▸ **Task goal**: What is needed is every line of the material that contains "core".
*** Opening Data records ***
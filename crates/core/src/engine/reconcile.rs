//! Statement reconciliation.

use std::collections::HashSet;

use chrono::Utc;
use tally_shared::types::{AccountId, ActorId, LedgerLineId, ReconciliationId};
use tracing::info;

use super::LedgerEngine;
use crate::ledger::{LedgerError, LedgerLine, checked_sub};
use crate::reconciliation::{Matcher, ReconcileInput, Reconciliation};
use crate::reports::ReportService;
use crate::store::{LineRange, Storage};

impl<S> LedgerEngine<S>
where
    S: Storage + 'static,
{
    /// Matches a statement against the ledger and stores the snapshot.
    ///
    /// Only ledger lines dated on or before the statement date take part,
    /// and a line matched by an earlier snapshot of the same account is not
    /// offered to the matcher again. The ledger balance still covers every
    /// line up to the statement date. The ledger itself is never modified.
    ///
    /// # Errors
    ///
    /// Returns `AccountNotFound` for an unknown account and `AmountOverflow`
    /// if a balance leaves the decimal range.
    pub async fn reconcile(
        &self,
        input: ReconcileInput,
        actor: ActorId,
    ) -> Result<Reconciliation, LedgerError> {
        let account = self.require_account(input.account_id).await?;
        let lines = self
            .store
            .lines_for_account(account.id, LineRange::as_of(input.statement_date))
            .await?;

        let already_matched = self.previously_matched(account.id).await?;
        let candidates: Vec<LedgerLine> = lines
            .iter()
            .filter(|line| !already_matched.contains(&line.id))
            .cloned()
            .collect();

        let matcher = Matcher::new(self.config.reconciliation_date_tolerance_days);
        let outcome = matcher.run(&input.external_lines, &candidates);
        let ledger_balance = ReportService::account_balance(&account, &lines)?.balance;
        let external_balance =
            Matcher::external_balance(&input.external_lines, input.statement_balance)?;

        let reconciliation = Reconciliation {
            id: ReconciliationId::new(),
            account_id: account.id,
            statement_date: input.statement_date,
            external_balance,
            ledger_balance,
            discrepancy: checked_sub(external_balance, ledger_balance)?,
            matched: outcome.matched,
            unmatched_external: outcome.unmatched_external,
            unmatched_ledger: outcome.unmatched_ledger,
            created_by: actor,
            created_at: Utc::now(),
        };
        self.store.insert_reconciliation(&reconciliation).await?;

        info!(
            reconciliation_id = %reconciliation.id,
            account_id = %account.id,
            matched = reconciliation.matched.len(),
            skipped = already_matched.len(),
            discrepancy = %reconciliation.discrepancy,
            actor = %actor,
            "Reconciliation recorded"
        );
        Ok(reconciliation)
    }

    /// Most recent snapshot for an account.
    ///
    /// # Errors
    ///
    /// Returns `AccountNotFound` for an unknown account.
    pub async fn latest_reconciliation(
        &self,
        account_id: AccountId,
    ) -> Result<Option<Reconciliation>, LedgerError> {
        Ok(self.reconciliations(account_id).await?.pop())
    }

    /// Every snapshot for an account, oldest first.
    ///
    /// # Errors
    ///
    /// Returns `AccountNotFound` for an unknown account.
    pub async fn reconciliations(
        &self,
        account_id: AccountId,
    ) -> Result<Vec<Reconciliation>, LedgerError> {
        self.require_account(account_id).await?;
        self.store.reconciliations_for_account(account_id).await
    }

    async fn previously_matched(
        &self,
        account_id: AccountId,
    ) -> Result<HashSet<LedgerLineId>, LedgerError> {
        Ok(self
            .store
            .reconciliations_for_account(account_id)
            .await?
            .iter()
            .flat_map(|rec| rec.matched.iter().map(|pair| pair.ledger_line_id))
            .collect())
    }
}
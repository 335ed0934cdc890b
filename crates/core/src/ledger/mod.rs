//! Double-entry bookkeeping logic.
//!
//! This module implements the core ledger functionality:
//! - Journal entry and ledger line types
//! - Line and entry validation
//! - Balance folding over posted lines
//! - Error types for ledger operations

pub mod balance;
pub mod error;
pub mod service;
pub mod types;
pub mod validation;

#[cfg(test)]
mod validation_props;

pub use balance::{BalanceTotals, RunningBalance, checked_add, checked_sub, checked_sum};
pub use error::{ErrorKind, LedgerError, LineDefect};
pub use service::{AccountInfo, LedgerService};
pub use types::{
    CreateEntryInput, EntryStatus, EntryTotals, JournalEntry, JournalLine, JournalLineInput,
    LedgerLine, Side, UpdateEntryInput,
};
pub use validation::{MAX_LINE_AMOUNT, MAX_LINE_SCALE};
*** Closing Data records ***
▸ **Problem solution**:
filename crates/core/src/engine/reconcile.rs
filename crates/core/src/ledger/mod.rs
//! This module implements the core ledger functionality:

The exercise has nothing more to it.